## WHAT YOU NEED TO DO
Write down exactly the lines from the one with "always use ~/.config/xiao/" to the end of the data, first and last included, and no others.

## Records excerpted from a collection
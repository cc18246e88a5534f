use std::path::PathBuf;

const APP_DIR: &str = "xiao";

pub fn data_dir() -> PathBuf {
    // On macOS and Linux, use ~/.local/share/xiao/ (XDG standard)
    // instead of macOS Application Support for consistency
    #[cfg(unix)]
    {
        dirs::home_dir()
            .unwrap_or_else(|| PathBuf::from("/tmp"))
            .join(".local")
            .join("share")
            .join(APP_DIR)
    }
    #[cfg(windows)]
    {
        // Portable install: a data/ directory beside the executable wins
        if let Ok(exe_path) = std::env::current_exe() {
            if let Some(exe_dir) = exe_path.parent() {
                let portable_data = exe_dir.join("data");
                if portable_data.exists() {
                    return portable_data;
                }
            }
        }

        dirs::data_local_dir()
            .unwrap_or_else(|| PathBuf::from("."))
            .join(APP_DIR)
    }
}

pub fn config_dir() -> PathBuf {
    #[cfg(windows)]
    {
        if let Ok(exe_path) = std::env::current_exe() {
            if let Some(exe_dir) = exe_path.parent() {
                let portable_config = exe_dir.join("config.toml");
                if portable_config.exists() {
                    return exe_dir.to_path_buf();
                }
            }
        }
    }

    // On macOS and Linux, always use ~/.config/xiao/
    #[cfg(unix)]
    {
        dirs::home_dir()
            .unwrap_or_else(|| PathBuf::from("."))
            .join(".config")
            .join(APP_DIR)
    }

    #[cfg(windows)]
    {
        dirs::config_dir()
            .unwrap_or_else(|| PathBuf::from("."))
            .join(APP_DIR)
    }
}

## YOUR RESPONSE
    // On macOS and Linux, always use ~/.config/xiao/
    #[cfg(unix)]
    {
        dirs::home_dir()
            .unwrap_or_else(|| PathBuf::from("."))
            .join(".config")
            .join(APP_DIR)
    }

    #[cfg(windows)]
    {
        dirs::config_dir()
            .unwrap_or_else(|| PathBuf::from("."))
            .join(APP_DIR)
    }
}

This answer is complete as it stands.